• _Directions_:
The data below holds a line containing "let address = store.allocate(32).unwrap();" and a line containing "let store = MemoryStore::new();"; please quote exactly those two lines and every line between them, and nothing else.

• _Exercise data_:
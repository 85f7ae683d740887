//! # codot-rpc
//!
//! Command protocol layer for Codot.
//!
//! - [`types`]: request/response envelopes and the pushed-event frame
//! - [`registry`]: [`MethodHandler`](registry::MethodHandler) trait and the
//!   name-to-handler dispatcher
//! - [`batch`]: `batch_commands`, sequential compound execution
//! - [`handlers`]: core, event bus, debugger and input commands
//!
//! Domain commands live outside this crate and plug in by implementing
//! `MethodHandler` and registering under a name.

#![deny(unsafe_code)]

pub mod batch;
pub mod context;
pub mod errors;
pub mod handlers;
pub mod registry;
pub mod types;

pub use context::RpcContext;
pub use errors::RpcError;
pub use registry::{MethodHandler, MethodRegistry};
pub use types::{EventNotification, RpcErrorBody, RpcRequest, RpcResponse};
//! CLI argument definitions using clap
//!
//! Commands:
//! - nodedb hash <FILE>...
//! - nodedb fingerprint <FILE>
//! - nodedb schema
//! - nodedb verify --image <PATH>

use clap::{Parser, Subcommand};
use std::path::PathBuf;

/// nodedb - schema-driven node database for code indexes
#[derive(Parser, Debug)]
#[command(name = "nodedb")]
#[command(version, about, long_about = None)]
pub struct Cli {
    /// Path to configuration file
    #[arg(long, global = true)]
    pub config: Option<PathBuf>,

    #[command(subcommand)]
    pub command: Command,
}

#[derive(Subcommand, Debug)]
pub enum Command {
    /// Print the content hash of each file
    Hash {
        /// Files to hash
        #[arg(required = true)]
        files: Vec<PathBuf>,
    },

    /// Print the fingerprint (time, size, hash) of a file
    Fingerprint {
        /// File to fingerprint
        file: PathBuf,
    },

    /// Print the built-in index schema: tags, kinds and field offsets
    Schema,

    /// Check a store image for corruption
    Verify {
        /// Path to the image file
        #[arg(long)]
        image: PathBuf,
    },
}

impl Cli {
    /// Parse command line arguments
    pub fn parse_args() -> Self {
        Cli::parse()
    }
}
//! Embedded record lists
//!
//! The record slot holds the address of the first block. Blocks are chained
//! and each holds a run of element records:
//!
//! ```text
//! [next block u64][count u32][capacity u32][element * capacity]
//! ```
//!
//! Elements never move once appended, so their addresses stay valid until
//! the owning record is deleted.

use std::fmt;

use super::field::FieldLifecycle;
use super::kind::Kind;
use crate::db::NodeDb;
use crate::error::NodeResult;
use crate::store::{Address, Store, StoreError, StoreResult};

const BLOCK_HEADER: u32 = 16;
const MIN_BLOCK_CAPACITY: u32 = 4;

/// Accessor for an ordered list of struct-kind elements.
#[derive(Clone)]
pub struct ListField {
    offset: u32,
    element: Kind,
}

impl ListField {
    pub const SIZE: u32 = Address::SIZE;

    pub(crate) fn new(offset: u32, element: Kind) -> Self {
        Self { offset, element }
    }

    pub fn offset(&self) -> u32 {
        self.offset
    }

    pub fn element_kind(&self) -> &Kind {
        &self.element
    }

    fn element_size(&self) -> u32 {
        self.element.size().max(1)
    }

    fn element_at(&self, block: Address, index: u32) -> Address {
        block.add(BLOCK_HEADER as u64 + index as u64 * self.element_size() as u64)
    }

    fn blocks(&self, store: &dyn Store, record: Address) -> StoreResult<Vec<Address>> {
        let mut blocks = Vec::new();
        let mut next = store.get_address(record.add(self.offset as u64))?;
        while !next.is_null() {
            blocks.push(next);
            next = store.get_address(next)?;
        }
        Ok(blocks)
    }

    fn new_block(&self, store: &mut dyn Store, capacity: u32) -> StoreResult<Address> {
        let size = capacity
            .checked_mul(self.element_size())
            .and_then(|bytes| bytes.checked_add(BLOCK_HEADER))
            .ok_or_else(|| {
                let requested = capacity as u64 * self.element_size() as u64;
                StoreError::out_of_space(requested + BLOCK_HEADER as u64, u32::MAX as u64)
            })?;
        let block = store.allocate(size)?;
        store.put_u32(block.add(12), capacity)?;
        Ok(block)
    }

    /// Adds a block of `capacity` after `last`, or as the first block.
    fn link_block(
        &self,
        store: &mut dyn Store,
        record: Address,
        last: Option<Address>,
        capacity: u32,
    ) -> StoreResult<Address> {
        let block = self.new_block(store, capacity)?;
        match last {
            Some(last) => store.put_address(last, block)?,
            None => store.put_address(record.add(self.offset as u64), block)?,
        }
        Ok(block)
    }

    /// Grows the list by one zeroed element and returns its address.
    pub fn append(&self, store: &mut dyn Store, record: Address) -> StoreResult<Address> {
        let last = self.blocks(store, record)?.last().copied();
        let block = match last {
            Some(block) if store.get_u32(block.add(8))? < store.get_u32(block.add(12))? => block,
            Some(block) => {
                let capacity = store.get_u32(block.add(12))?.saturating_mul(2);
                self.link_block(store, record, Some(block), capacity)?
            }
            None => self.link_block(store, record, None, MIN_BLOCK_CAPACITY)?,
        };
        let count = store.get_u32(block.add(8))?;
        store.put_u32(block.add(8), count + 1)?;
        Ok(self.element_at(block, count))
    }

    /// Ensures the next `additional` appends need no further allocation.
    pub fn allocate(&self, store: &mut dyn Store, record: Address, additional: u32) -> StoreResult<()> {
        if additional == 0 {
            return Ok(());
        }
        let last = self.blocks(store, record)?.last().copied();
        if let Some(block) = last {
            let count = store.get_u32(block.add(8))?;
            let capacity = store.get_u32(block.add(12))?;
            if capacity.saturating_sub(count) >= additional {
                return Ok(());
            }
        }
        self.link_block(store, record, last, additional)?;
        Ok(())
    }

    pub fn len(&self, store: &dyn Store, record: Address) -> StoreResult<usize> {
        let mut len = 0usize;
        for block in self.blocks(store, record)? {
            len += store.get_u32(block.add(8))? as usize;
        }
        Ok(len)
    }

    pub fn is_empty(&self, store: &dyn Store, record: Address) -> StoreResult<bool> {
        Ok(self.len(store, record)? == 0)
    }

    pub fn get(&self, store: &dyn Store, record: Address, index: usize) -> StoreResult<Option<Address>> {
        let mut remaining = index;
        for block in self.blocks(store, record)? {
            let count = store.get_u32(block.add(8))? as usize;
            if remaining < count {
                return Ok(Some(self.element_at(block, remaining as u32)));
            }
            remaining -= count;
        }
        Ok(None)
    }

    /// Element addresses in append order
    pub fn elements(&self, store: &dyn Store, record: Address) -> StoreResult<Vec<Address>> {
        let mut elements = Vec::new();
        for block in self.blocks(store, record)? {
            let count = store.get_u32(block.add(8))?;
            elements.extend((0..count).map(|i| self.element_at(block, i)));
        }
        Ok(elements)
    }
}

impl FieldLifecycle for ListField {
    fn destruct(&self, db: &mut NodeDb, record: Address) -> NodeResult<()> {
        let blocks = self.blocks(db.store(), record)?;
        let elements = self.elements(db.store(), record)?;
        for element in elements {
            for field in self.element.fields() {
                if let Some(lifecycle) = field.lifecycle() {
                    lifecycle.destruct(db, element)?;
                }
            }
        }
        let store = db.store_mut();
        for block in blocks {
            store.free(block)?;
        }
        store.put_address(record.add(self.offset as u64), Address::NULL)?;
        Ok(())
    }
}

impl fmt::Debug for ListField {
    fn fmt(&self, f: &mut fmt::Formatter<'_>) -> fmt::Result {
        f.debug_struct("ListField")
            .field("offset", &self.offset)
            .field("element", &self.element.name())
            .finish()
    }
}
//! In-memory backing store
//!
//! Layout:
//!
//! ```text
//! +------------------------+ 0
//! | reserved (null area)   |
//! +------------------------+ DATA_AREA_OFFSET
//! | size|flags (u32 LE)    | block header
//! | payload ...            | <- address handed out
//! +------------------------+
//! | size|flags (u32 LE)    |
//! | payload ...            |
//! +------------------------+ top
//! ```
//!
//! The buffer grows in whole chunks. Freed blocks are kept on a free list
//! keyed by exact payload size and handed out again, zeroed.

use std::any::Any;
use std::collections::BTreeMap;

use super::address::Address;
use super::backend::Store;
use super::errors::{StoreError, StoreResult};

/// Growth granularity of the backing buffer
pub const CHUNK_SIZE: usize = 4 * 1024;

/// Size of the per-block header
pub const BLOCK_HEADER_SIZE: u64 = 4;

/// First byte that may belong to a block; everything before it is the
/// reserved null area.
pub const DATA_AREA_OFFSET: u64 = 8;

/// Header bit marking a block as free
const FREE_FLAG: u32 = 0x8000_0000;

/// Default maximum size (1 GiB)
pub const DEFAULT_MAX_SIZE: u64 = 1024 * 1024 * 1024;

/// A growable byte vector implementing [`Store`].
#[derive(Debug, Clone)]
pub struct MemoryStore {
    data: Vec<u8>,
    /// End of the last block
    top: u64,
    max_size: u64,
    free_blocks: BTreeMap<u32, Vec<u64>>,
    allocated_blocks: usize,
}

impl MemoryStore {
    /// Creates an empty store with the default limits.
    pub fn new() -> Self {
        Self::with_limits(CHUNK_SIZE as u64, DEFAULT_MAX_SIZE)
    }

    /// Creates an empty store that reserves `initial_capacity` bytes up
    /// front and refuses to grow past `max_size` bytes.
    pub fn with_limits(initial_capacity: u64, max_size: u64) -> Self {
        let mut data = Vec::with_capacity(initial_capacity.min(max_size) as usize);
        data.resize(CHUNK_SIZE, 0);
        Self {
            data,
            top: DATA_AREA_OFFSET,
            max_size,
            free_blocks: BTreeMap::new(),
            allocated_blocks: 0,
        }
    }

    /// Rebuilds a store from the used area of a saved image.
    ///
    /// Walks every block header to rebuild the free list; a header that
    /// does not describe a block inside `bytes` is corruption.
    pub fn from_bytes(bytes: Vec<u8>, max_size: u64) -> StoreResult<Self> {
        let top = bytes.len() as u64;
        if top < DATA_AREA_OFFSET {
            return Err(StoreError::data_corruption(format!(
                "image too short: {} bytes",
                top
            )));
        }
        if top > max_size {
            return Err(StoreError::out_of_space(top, max_size));
        }

        let mut store = Self {
            data: bytes,
            top,
            max_size,
            free_blocks: BTreeMap::new(),
            allocated_blocks: 0,
        };

        let mut offset = DATA_AREA_OFFSET;
        while offset < top {
            let header = store.header_at(offset)?;
            let size = header & !FREE_FLAG;
            let end = offset + BLOCK_HEADER_SIZE + size as u64;
            if size == 0 || end > top {
                return Err(StoreError::corruption_at(
                    Address::new(offset),
                    format!("invalid block header {:#010x}", header),
                ));
            }
            if header & FREE_FLAG != 0 {
                store
                    .free_blocks
                    .entry(size)
                    .or_default()
                    .push(offset + BLOCK_HEADER_SIZE);
            } else {
                store.allocated_blocks += 1;
            }
            offset = end;
        }

        let padded = round_up_to_chunk(top as usize);
        store.data.resize(padded, 0);
        Ok(store)
    }

    /// Returns the used area (null area and all blocks).
    pub fn used_bytes(&self) -> &[u8] {
        &self.data[..self.top as usize]
    }

    /// Returns the number of bytes in use, including headers.
    pub fn used_len(&self) -> u64 {
        self.top
    }

    /// Returns the configured maximum size.
    pub fn max_size(&self) -> u64 {
        self.max_size
    }

    /// Returns the number of live (not freed) blocks.
    pub fn allocated_blocks(&self) -> usize {
        self.allocated_blocks
    }

    /// Returns the number of freed blocks awaiting reuse.
    pub fn free_block_count(&self) -> usize {
        self.free_blocks.values().map(Vec::len).sum()
    }

    /// Returns the payload size of the live block at `address`.
    pub fn block_size(&self, address: Address) -> StoreResult<u32> {
        self.live_header(address)
    }

    fn header_at(&self, offset: u64) -> StoreResult<u32> {
        let start = offset as usize;
        let bytes = self
            .data
            .get(start..start + BLOCK_HEADER_SIZE as usize)
            .ok_or_else(|| StoreError::out_of_bounds(Address::new(offset), 4))?;
        Ok(u32::from_le_bytes([bytes[0], bytes[1], bytes[2], bytes[3]]))
    }

    fn set_header(&mut self, offset: u64, header: u32) {
        let start = offset as usize;
        self.data[start..start + BLOCK_HEADER_SIZE as usize].copy_from_slice(&header.to_le_bytes());
    }

    /// Validates that `address` is the payload start of a live block and
    /// returns its size.
    fn live_header(&self, address: Address) -> StoreResult<u32> {
        let raw = address.get();
        if raw < DATA_AREA_OFFSET + BLOCK_HEADER_SIZE || raw > self.top {
            return Err(StoreError::out_of_bounds(address, 0));
        }
        let header = self.header_at(raw - BLOCK_HEADER_SIZE)?;
        if header & FREE_FLAG != 0 {
            return Err(StoreError::corruption_at(address, "block already freed"));
        }
        let past_top = raw
            .checked_add(header as u64)
            .map_or(true, |end| end > self.top);
        if header == 0 || past_top {
            return Err(StoreError::corruption_at(
                address,
                format!("invalid block header {:#010x}", header),
            ));
        }
        Ok(header)
    }

    fn check_range(&self, address: Address, len: usize) -> StoreResult<usize> {
        let start = address.get();
        let end = start
            .checked_add(len as u64)
            .ok_or_else(|| StoreError::out_of_bounds(address, len))?;
        if start < DATA_AREA_OFFSET || end > self.top {
            return Err(StoreError::out_of_bounds(address, len));
        }
        Ok(start as usize)
    }
}

impl Default for MemoryStore {
    fn default() -> Self {
        Self::new()
    }
}

impl Store for MemoryStore {
    fn read(&self, address: Address, buf: &mut [u8]) -> StoreResult<()> {
        let start = self.check_range(address, buf.len())?;
        buf.copy_from_slice(&self.data[start..start + buf.len()]);
        Ok(())
    }

    fn write(&mut self, address: Address, data: &[u8]) -> StoreResult<()> {
        let start = self.check_range(address, data.len())?;
        self.data[start..start + data.len()].copy_from_slice(data);
        Ok(())
    }

    fn allocate(&mut self, size: u32) -> StoreResult<Address> {
        // Zero-sized blocks would make header walks ambiguous
        let size = size.max(1);
        if size & FREE_FLAG != 0 {
            return Err(StoreError::out_of_space(size as u64, self.max_size));
        }

        if let Some(payload) = self.free_blocks.get_mut(&size).and_then(Vec::pop) {
            self.set_header(payload - BLOCK_HEADER_SIZE, size);
            let start = payload as usize;
            self.data[start..start + size as usize].fill(0);
            self.allocated_blocks += 1;
            return Ok(Address::new(payload));
        }

        let header_offset = self.top;
        let end = header_offset + BLOCK_HEADER_SIZE + size as u64;
        if end > self.max_size {
            return Err(StoreError::out_of_space(size as u64, self.max_size));
        }
        if end as usize > self.data.len() {
            self.data.resize(round_up_to_chunk(end as usize), 0);
        }
        self.set_header(header_offset, size);
        self.top = end;
        self.allocated_blocks += 1;
        Ok(Address::new(header_offset + BLOCK_HEADER_SIZE))
    }

    fn free(&mut self, address: Address) -> StoreResult<()> {
        if address.is_null() {
            return Ok(());
        }
        let size = self.live_header(address)?;
        self.set_header(address.get() - BLOCK_HEADER_SIZE, size | FREE_FLAG);
        self.free_blocks.entry(size).or_default().push(address.get());
        self.allocated_blocks -= 1;
        Ok(())
    }

    fn as_any(&self) -> &dyn Any {
        self
    }

    fn extent(&self) -> u64 {
        self.top
    }
}

fn round_up_to_chunk(len: usize) -> usize {
    len.div_ceil(CHUNK_SIZE) * CHUNK_SIZE
}

#[cfg(test)]
mod tests {
    use super::*;
    use crate::store::StoreErrorCode;

    #[test]
    fn test_allocate_never_returns_null() {
        let mut store = MemoryStore::new();
        let address = store.allocate(4).unwrap();
        assert!(!address.is_null());
        assert!(address.get() >= DATA_AREA_OFFSET + BLOCK_HEADER_SIZE);
    }

    #[test]
    fn test_allocations_do_not_overlap() {
        let mut store = MemoryStore::new();
        let a = store.allocate(16).unwrap();
        let b = store.allocate(16).unwrap();
        assert!(b.get() >= a.get() + 16);
    }

    #[test]
    fn test_typed_round_trip() {
        let mut store = MemoryStore::new();
        let address = store.allocate(32).unwrap();
        store.put_i32(address, -42).unwrap();
        store.put_f64(address.add(4), -0.0).unwrap();
        store.put_u16(address.add(12), 0xfeff).unwrap();
        assert_eq!(store.get_i32(address).unwrap(), -42);
        assert_eq!(store.get_f64(address.add(4)).unwrap().to_bits(), (-0.0f64).to_bits());
        assert_eq!(store.get_u16(address.add(12)).unwrap(), 0xfeff);
    }

    #[test]
    fn test_strings() {
        let mut store = MemoryStore::new();
        let s = store.new_string("java/lang/String").unwrap();
        assert_eq!(store.get_string(s).unwrap(), "java/lang/String");
        assert_eq!(store.new_string("").unwrap(), Address::NULL);
        assert_eq!(store.get_string(Address::NULL).unwrap(), "");
    }

    #[test]
    fn test_invalid_utf8_is_corruption() {
        let mut store = MemoryStore::new();
        let block = store.allocate(6).unwrap();
        store.put_u32(block, 2).unwrap();
        store.write(block.add(4), &[0xff, 0xfe]).unwrap();
        let err = store.get_string(block).unwrap_err();
        assert_eq!(err.code(), StoreErrorCode::NdDataCorruption);
    }

    #[test]
    fn test_null_dereference_is_out_of_bounds() {
        let store = MemoryStore::new();
        let err = store.get_u32(Address::NULL).unwrap_err();
        assert_eq!(err.code(), StoreErrorCode::NdStoreOutOfBounds);
    }

    #[test]
    fn test_wild_address_is_out_of_bounds() {
        let mut store = MemoryStore::new();
        store.allocate(16).unwrap();
        let wild = Address::new(u64::MAX - 1);
        let err = store.get_u32(wild).unwrap_err();
        assert_eq!(err.code(), StoreErrorCode::NdStoreOutOfBounds);
        assert!(store.get_u64(wild.add(8)).is_err());
        assert!(store.block_size(wild).is_err());
        assert!(store.free(wild).is_err());
    }

    #[test]
    fn test_corrupt_string_length_is_out_of_bounds() {
        let mut store = MemoryStore::new();
        let block = store.allocate(8).unwrap();
        store.put_u32(block, u32::MAX).unwrap();
        let err = store.get_string(block).unwrap_err();
        assert_eq!(err.code(), StoreErrorCode::NdStoreOutOfBounds);
    }

    #[test]
    fn test_freed_block_is_reused_zeroed() {
        let mut store = MemoryStore::new();
        let first = store.allocate(8).unwrap();
        store.put_u64(first, u64::MAX).unwrap();
        store.free(first).unwrap();
        assert_eq!(store.free_block_count(), 1);

        let second = store.allocate(8).unwrap();
        assert_eq!(second, first);
        assert_eq!(store.get_u64(second).unwrap(), 0);
        assert_eq!(store.free_block_count(), 0);
    }

    #[test]
    fn test_double_free_is_corruption() {
        let mut store = MemoryStore::new();
        let block = store.allocate(8).unwrap();
        store.free(block).unwrap();
        let err = store.free(block).unwrap_err();
        assert_eq!(err.code(), StoreErrorCode::NdDataCorruption);
    }

    #[test]
    fn test_grows_in_chunks_until_max_size() {
        let mut store = MemoryStore::with_limits(0, 3 * CHUNK_SIZE as u64);
        store.allocate(CHUNK_SIZE as u32).unwrap();
        store.allocate(CHUNK_SIZE as u32).unwrap();
        let err = store.allocate(CHUNK_SIZE as u32).unwrap_err();
        assert_eq!(err.code(), StoreErrorCode::NdStoreOutOfSpace);
    }

    #[test]
    fn test_from_bytes_rebuilds_free_list() {
        let mut store = MemoryStore::new();
        let a = store.allocate(12).unwrap();
        let _b = store.allocate(20).unwrap();
        store.free(a).unwrap();

        let copy = MemoryStore::from_bytes(store.used_bytes().to_vec(), DEFAULT_MAX_SIZE).unwrap();
        assert_eq!(copy.allocated_blocks(), 1);
        assert_eq!(copy.free_block_count(), 1);
        assert_eq!(copy.used_len(), store.used_len());
    }

    #[test]
    fn test_from_bytes_rejects_bad_header() {
        let mut store = MemoryStore::new();
        store.allocate(12).unwrap();
        let mut bytes = store.used_bytes().to_vec();
        // Header claims a block far past the end
        bytes[DATA_AREA_OFFSET as usize..DATA_AREA_OFFSET as usize + 4]
            .copy_from_slice(&1000u32.to_le_bytes());
        let err = MemoryStore::from_bytes(bytes, DEFAULT_MAX_SIZE).unwrap_err();
        assert_eq!(err.code(), StoreErrorCode::NdDataCorruption);
    }
}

• _Reply_:
        let address = store.allocate(32).unwrap();
        store.put_i32(address, -42).unwrap();
        store.put_f64(address.add(4), -0.0).unwrap();
        store.put_u16(address.add(12), 0xfeff).unwrap();
        assert_eq!(store.get_i32(address).unwrap(), -42);
        assert_eq!(store.get_f64(address.add(4)).unwrap().to_bits(), (-0.0f64).to_bits());
        assert_eq!(store.get_u16(address.add(12)).unwrap(), 0xfeff);
    }

    #[test]
    fn test_strings() {
        let mut store = MemoryStore::new();
        let s = store.new_string("java/lang/String").unwrap();
        assert_eq!(store.get_string(s).unwrap(), "java/lang/String");
        assert_eq!(store.new_string("").unwrap(), Address::NULL);
        assert_eq!(store.get_string(Address::NULL).unwrap(), "");
    }

    #[test]
    fn test_invalid_utf8_is_corruption() {
        let mut store = MemoryStore::new();
        let block = store.allocate(6).unwrap();
        store.put_u32(block, 2).unwrap();
        store.write(block.add(4), &[0xff, 0xfe]).unwrap();
        let err = store.get_string(block).unwrap_err();
        assert_eq!(err.code(), StoreErrorCode::NdDataCorruption);
    }

    #[test]
    fn test_null_dereference_is_out_of_bounds() {
        let store = MemoryStore::new();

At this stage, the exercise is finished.